Let's suppose that these 3 types represent some configuration object and we have a variable that can be assigned to an object of any of the 3 types. We want to use this variable to handle this configuration. A natural representation for the type of this variable is type ts = t1 | t2 | t3 which would read as t1 or t2 or t3. But in typescript, unions are a bit more complicated. You would not be able to access any other keys other than the common ones between the 3 types. That is because if a variable is either one of the 3 types, typescript is only able to guarantee that the object you are handling has the common keys between them, which would just be a.

This limitation can of course be circumvented with some type discriminators, be they a discriminating key or type guards.
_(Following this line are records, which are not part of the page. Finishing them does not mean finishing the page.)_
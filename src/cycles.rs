//! Circular dependency detection
//!
//! Two strategies over the entity dependency map:
//! - [`CycleStrategy::Dfs`]: one DFS pass with a recursion stack. Nodes fully
//!   visited from an earlier root are not re-explored, so some cycles inside
//!   overlapping strongly connected components are missed.
//! - [`CycleStrategy::Complete`]: Tarjan SCC decomposition, then Johnson-style
//!   elementary cycle enumeration inside each component, bounded by
//!   `max_cycles`.
//!
//! Self-loops never appear in `cycles`; they are listed separately.

use std::collections::{BTreeMap, BTreeSet, HashMap, HashSet};

use petgraph::algo::tarjan_scc;
use petgraph::graph::{DiGraph, NodeIndex};
use serde::{Deserialize, Serialize};
use tracing::{debug, warn};

use crate::config::{CycleConfig, CycleStrategy};

/// Cycles found in one snapshot
#[derive(Debug, Clone, Default, PartialEq, Serialize, Deserialize)]
pub struct CycleReport {
    /// Strategy that produced the cycles
    pub strategy: CycleStrategy,
    /// Closed paths of length >= 2; the edge from the last node back to the first is implied
    pub cycles: Vec<Vec<String>>,
    /// Entities depending on themselves
    pub self_loops: Vec<String>,
    /// The complete strategy found more cycles than `max_cycles`
    #[serde(default, skip_serializing_if = "std::ops::Not::not")]
    pub truncated: bool,
}

impl CycleReport {
    /// Cycles plus self-loops
    pub fn total(&self) -> usize {
        self.cycles.len() + self.self_loops.len()
    }
}

type Adjacency = BTreeMap<String, BTreeSet<String>>;

/// Detect cycles with the configured strategy
pub fn detect_cycles(graph: &Adjacency, config: &CycleConfig) -> CycleReport {
    let self_loops = find_self_loops(graph);
    let (cycles, truncated) = match config.strategy {
        CycleStrategy::Dfs => (detect_cycles_dfs(graph), false),
        CycleStrategy::Complete => enumerate_cycles(graph, config.max_cycles),
    };

    debug!(
        "Cycle detection ({}): {} cycles, {} self-loops",
        config.strategy.as_str(),
        cycles.len(),
        self_loops.len()
    );

    CycleReport {
        strategy: config.strategy,
        cycles,
        self_loops,
        truncated,
    }
}

fn find_self_loops(graph: &Adjacency) -> Vec<String> {
    graph
        .iter()
        .filter(|(node, targets)| targets.contains(*node))
        .map(|(node, _)| node.clone())
        .collect()
}

/// Detect cycles using DFS, roots and neighbors in name order
pub fn detect_cycles_dfs(graph: &Adjacency) -> Vec<Vec<String>> {
    let mut cycles = Vec::new();
    let mut visited: HashSet<&str> = HashSet::new();
    let mut rec_stack: HashSet<&str> = HashSet::new();
    let mut path: Vec<&str> = Vec::new();

    fn dfs<'a>(
        node: &'a str,
        graph: &'a Adjacency,
        visited: &mut HashSet<&'a str>,
        rec_stack: &mut HashSet<&'a str>,
        path: &mut Vec<&'a str>,
        cycles: &mut Vec<Vec<String>>,
    ) {
        visited.insert(node);
        rec_stack.insert(node);
        path.push(node);

        if let Some(neighbors) = graph.get(node) {
            for neighbor in neighbors {
                let neighbor = neighbor.as_str();
                if neighbor == node {
                    continue;
                }
                if !visited.contains(neighbor) {
                    dfs(neighbor, graph, visited, rec_stack, path, cycles);
                } else if rec_stack.contains(neighbor) {
                    if let Some(start_idx) = path.iter().position(|x| *x == neighbor) {
                        let cycle: Vec<String> =
                            path[start_idx..].iter().map(|s| s.to_string()).collect();
                        if cycle.len() > 1 {
                            cycles.push(cycle);
                        }
                    }
                }
            }
        }

        path.pop();
        rec_stack.remove(node);
    }

    for node in graph.keys() {
        if !visited.contains(node.as_str()) {
            dfs(node, graph, &mut visited, &mut rec_stack, &mut path, &mut cycles);
        }
    }

    cycles
}

/// Enumerate elementary cycles of length >= 2, at most `max_cycles`
///
/// Returns the cycles and whether the bound cut the enumeration short, that
/// is, whether a further cycle exists beyond the first `max_cycles`. Each
/// cycle starts at its smallest node name.
pub fn enumerate_cycles(graph: &Adjacency, max_cycles: usize) -> (Vec<Vec<String>>, bool) {
    let mut pg: DiGraph<&str, ()> = DiGraph::new();
    let mut index: HashMap<&str, NodeIndex> = HashMap::new();

    for node in graph.keys() {
        index.insert(node.as_str(), pg.add_node(node.as_str()));
    }
    for (source, targets) in graph {
        for target in targets {
            if source == target {
                continue;
            }
            if let (Some(&from), Some(&to)) = (index.get(source.as_str()), index.get(target.as_str())) {
                pg.add_edge(from, to, ());
            }
        }
    }

    let mut components: Vec<Vec<&str>> = tarjan_scc(&pg)
        .into_iter()
        .filter(|scc| scc.len() > 1)
        .map(|scc| {
            let mut names: Vec<&str> = scc.iter().map(|&idx| pg[idx]).collect();
            names.sort_unstable();
            names
        })
        .collect();
    components.sort();

    let mut cycles = Vec::new();
    let mut truncated = false;
    for component in &components {
        if johnson_component(graph, component, max_cycles, &mut cycles) {
            truncated = true;
            break;
        }
    }

    if truncated {
        warn!("Cycle enumeration stopped at {} cycles", max_cycles);
    }

    (cycles, truncated)
}

/// Johnson's circuit search inside one strongly connected component
///
/// `nodes` is sorted; cycles through node `i` only use nodes ranked `>= i`,
/// so every elementary cycle is emitted exactly once, rotated to its smallest
/// node. Returns true when a cycle beyond `max_cycles` was found.
fn johnson_component(
    graph: &Adjacency,
    nodes: &[&str],
    max_cycles: usize,
    cycles: &mut Vec<Vec<String>>,
) -> bool {
    let rank: HashMap<&str, usize> = nodes.iter().enumerate().map(|(i, n)| (*n, i)).collect();
    let adjacency: Vec<Vec<usize>> = nodes
        .iter()
        .map(|node| {
            graph
                .get(*node)
                .map(|targets| {
                    targets
                        .iter()
                        .filter_map(|t| rank.get(t.as_str()).copied())
                        .collect()
                })
                .unwrap_or_default()
        })
        .collect();

    struct Search<'a> {
        adjacency: &'a [Vec<usize>],
        nodes: &'a [&'a str],
        start: usize,
        blocked: Vec<bool>,
        blocked_by: Vec<BTreeSet<usize>>,
        stack: Vec<usize>,
        max_cycles: usize,
        truncated: bool,
    }

    impl Search<'_> {
        fn unblock(&mut self, node: usize) {
            self.blocked[node] = false;
            let waiting = std::mem::take(&mut self.blocked_by[node]);
            for w in waiting {
                if self.blocked[w] {
                    self.unblock(w);
                }
            }
        }

        fn circuit(&mut self, v: usize, cycles: &mut Vec<Vec<String>>) -> bool {
            let mut found = false;
            self.stack.push(v);
            self.blocked[v] = true;

            for i in 0..self.adjacency[v].len() {
                let w = self.adjacency[v][i];
                if w < self.start || w == v {
                    continue;
                }
                if w == self.start {
                    if cycles.len() >= self.max_cycles {
                        self.truncated = true;
                    } else {
                        cycles.push(self.stack.iter().map(|&n| self.nodes[n].to_string()).collect());
                        found = true;
                    }
                } else if !self.blocked[w] && self.circuit(w, cycles) {
                    found = true;
                }
                if self.truncated {
                    break;
                }
            }

            if found {
                self.unblock(v);
            } else {
                for i in 0..self.adjacency[v].len() {
                    let w = self.adjacency[v][i];
                    if w >= self.start && w != v {
                        self.blocked_by[w].insert(v);
                    }
                }
            }

            self.stack.pop();
            found
        }
    }

    for start in 0..nodes.len() {
        let mut search = Search {
            adjacency: &adjacency,
            nodes,
            start,
            blocked: vec![false; nodes.len()],
            blocked_by: vec![BTreeSet::new(); nodes.len()],
            stack: Vec::new(),
            max_cycles,
            truncated: false,
        };
        search.circuit(start, cycles);
        if search.truncated {
            return true;
        }
    }

    false
}

/// Topological order by reverse DFS post-order, roots and neighbors in name order
///
/// Defined for cyclic graphs too; members of a cycle then appear in DFS order.
pub fn topological_order(graph: &Adjacency) -> Vec<String> {
    let mut visited: HashSet<&str> = HashSet::new();
    let mut order: Vec<String> = Vec::with_capacity(graph.len());

    fn visit<'a>(node: &'a str, graph: &'a Adjacency, visited: &mut HashSet<&'a str>, order: &mut Vec<String>) {
        if !visited.insert(node) {
            return;
        }
        if let Some(neighbors) = graph.get(node) {
            for neighbor in neighbors {
                visit(neighbor, graph, visited, order);
            }
        }
        order.push(node.to_string());
    }

    for node in graph.keys() {
        visit(node, graph, &mut visited, &mut order);
    }

    order.reverse();
    order
}

#[cfg(test)]
mod tests {
    use super::*;

    fn graph(edges: &[(&str, &[&str])]) -> Adjacency {
        edges
            .iter()
            .map(|(s, ts)| (s.to_string(), ts.iter().map(|t| t.to_string()).collect()))
            .collect()
    }

    fn rotate_to_min(cycle: &[String]) -> Vec<String> {
        let min = cycle
            .iter()
            .enumerate()
            .min_by(|a, b| a.1.cmp(b.1))
            .map(|(i, _)| i)
            .unwrap_or(0);
        cycle[min..].iter().chain(cycle[..min].iter()).cloned().collect()
    }

    #[test]
    fn test_cycle_detection() {
        let g = graph(&[("a", &["b"]), ("b", &["c"]), ("c", &["a"])]);
        let cycles = detect_cycles_dfs(&g);
        assert_eq!(cycles.len(), 1);
        assert_eq!(rotate_to_min(&cycles[0]), vec!["a", "b", "c"]);
    }

    #[test]
    fn test_self_loops_reported_separately() {
        let g = graph(&[("a", &["a", "b"]), ("b", &[])]);
        let report = detect_cycles(&g, &CycleConfig::default());
        assert!(report.cycles.is_empty());
        assert_eq!(report.self_loops, vec!["a"]);
        assert_eq!(report.total(), 1);
    }

    #[test]
    fn test_acyclic_graph() {
        let g = graph(&[("a", &["b", "c"]), ("b", &["c"]), ("c", &[])]);
        assert!(detect_cycles_dfs(&g).is_empty());
        let (cycles, truncated) = enumerate_cycles(&g, 10);
        assert!(cycles.is_empty());
        assert!(!truncated);
    }

    #[test]
    fn test_complete_finds_overlapping_cycles() {
        // a->b->a and a->c->b->a share a and b
        let g = graph(&[("a", &["b", "c"]), ("b", &["a"]), ("c", &["b"])]);
        let (cycles, truncated) = enumerate_cycles(&g, 100);
        assert!(!truncated);

        let found: BTreeSet<Vec<String>> = cycles.iter().map(|c| rotate_to_min(c)).collect();
        let expected: BTreeSet<Vec<String>> = [
            vec!["a".to_string(), "b".to_string()],
            vec!["a".to_string(), "c".to_string(), "b".to_string()],
        ]
        .into_iter()
        .collect();
        assert_eq!(found, expected);
    }

    #[test]
    fn test_complete_respects_bound() {
        // Complete graph on four nodes has 20 elementary cycles
        let names = ["a", "b", "c", "d"];
        let mut g = Adjacency::new();
        for n in names {
            g.insert(
                n.to_string(),
                names.iter().filter(|m| **m != n).map(|m| m.to_string()).collect(),
            );
        }
        let (all, truncated) = enumerate_cycles(&g, 1000);
        assert_eq!(all.len(), 20);
        assert!(!truncated);

        let (bounded, truncated) = enumerate_cycles(&g, 5);
        assert_eq!(bounded.len(), 5);
        assert!(truncated);

        let (exact, truncated) = enumerate_cycles(&g, 20);
        assert_eq!(exact.len(), 20);
        assert!(!truncated);
    }

    #[test]
    fn test_bound_equal_to_cycle_count() {
        let g = graph(&[("a", &["b"]), ("b", &["a"])]);
        let (cycles, truncated) = enumerate_cycles(&g, 1);
        assert_eq!(cycles, vec![vec!["a".to_string(), "b".to_string()]]);
        assert!(!truncated);

        let (cycles, truncated) = enumerate_cycles(&g, 0);
        assert!(cycles.is_empty());
        assert!(truncated);
    }

    #[test]
    fn test_bound_spanning_components() {
        let g = graph(&[("a", &["b"]), ("b", &["a"]), ("x", &["y"]), ("y", &["x"])]);
        let (cycles, truncated) = enumerate_cycles(&g, 1);
        assert_eq!(cycles.len(), 1);
        assert!(truncated);

        let (cycles, truncated) = enumerate_cycles(&g, 2);
        assert_eq!(cycles.len(), 2);
        assert!(!truncated);
    }

    #[test]
    fn test_topological_order() {
        let g = graph(&[("app", &["service"]), ("service", &["repo"]), ("repo", &[])]);
        assert_eq!(topological_order(&g), vec!["app", "service", "repo"]);
    }
}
You can read more about this pattern here. Most of the use-cases will be covered by this approach, but sometimes we can't really distinguish between the types in our union and we have to handle all the possible cases.

Now let's think about what such a type union could mean. From the point of view of a function that receives such an object, it could mean that:

  • the key a is defined and it could be a string or a number;
  • the keys b, c, d might or might not be defined, depending on the instantiation of the object, so the function must be aware of this before accessing the keys;
  • the key e might or might not be defined, since it appears in all the types but only t3 requires it, so the function must be aware of this as well;

These requirements describe our target type t.


Common Keys

Let's first figure out the common keys of a type union. That is, given an object type union, we want all of the keys that typescript allows us to access.

type CommonKeys<T extends object> = keyof T;

type ck = CommonKeys<ts>; // evaluates to "a" | "e"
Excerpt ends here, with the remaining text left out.